§ Exercise prompt
In the records below, tally every line containing "interval". Report only the total.
== Segment start ==
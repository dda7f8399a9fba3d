//! Background refresh of the recent-blocks snapshot.
//!
//! # Responsibilities
//! - Poll the daemon for recent headers at a fixed interval
//! - Publish each result as a new snapshot
//! - Keep the previous snapshot when a cycle fails

use std::sync::Arc;
use std::time::Duration;

use tokio::time;

use crate::cache::snapshot::RecentBlocks;
use crate::config::{CacheConfig, RetryConfig};
use crate::daemon::{DaemonClient, DaemonResult};
use crate::lifecycle::ShutdownSignal;
use crate::observability::metrics;
use crate::resilience::retry_with_backoff;

/// Periodically refreshes a [`RecentBlocks`] from the daemon.
pub struct CacheRefresher {
    client: DaemonClient,
    blocks: Arc<RecentBlocks>,
    interval: Duration,
    retries: RetryConfig,
}

impl CacheRefresher {
    pub fn new(
        client: DaemonClient,
        blocks: Arc<RecentBlocks>,
        config: &CacheConfig,
        retries: RetryConfig,
    ) -> Self {
        Self {
            client,
            blocks,
            interval: Duration::from_secs(config.refresh_interval_secs),
            retries,
        }
    }

    /// Run one refresh cycle. Returns the number of headers published.
    ///
    /// On failure the current snapshot is left untouched.
    pub async fn refresh_once(&self) -> DaemonResult<usize> {
        let headers = retry_with_backoff(&self.retries, "get_recent_blocks", || {
            self.client.get_recent_blocks()
        })
        .await?;

        let snapshot = self.blocks.publish(headers);
        metrics::record_cache_refresh(true, snapshot.highest());
        Ok(snapshot.len())
    }

    /// Refresh until shutdown. Cycles never overlap; a failed cycle waits for
    /// the next interval like a successful one.
    pub async fn run(self, mut shutdown: ShutdownSignal) {
        tracing::info!(
            interval_secs = self.interval.as_secs(),
            "Recent-block refresher starting"
        );

        loop {
            match self.refresh_once().await {
                Ok(count) => {
                    tracing::debug!(count, highest = ?self.blocks.load().highest(), "Recent blocks refreshed");
                }
                Err(e) => {
                    metrics::record_cache_refresh(false, None);
                    tracing::error!(
                        error = %e,
                        cached = self.blocks.load().len(),
                        "Recent-block refresh failed, keeping previous snapshot"
                    );
                }
            }

            tokio::select! {
                _ = time::sleep(self.interval) => {}
                _ = shutdown.recv() => {
                    tracing::info!("Recent-block refresher received shutdown signal, exiting loop");
                    break;
                }
            }
        }
    }
}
== Segment end ==
§ Answer space
6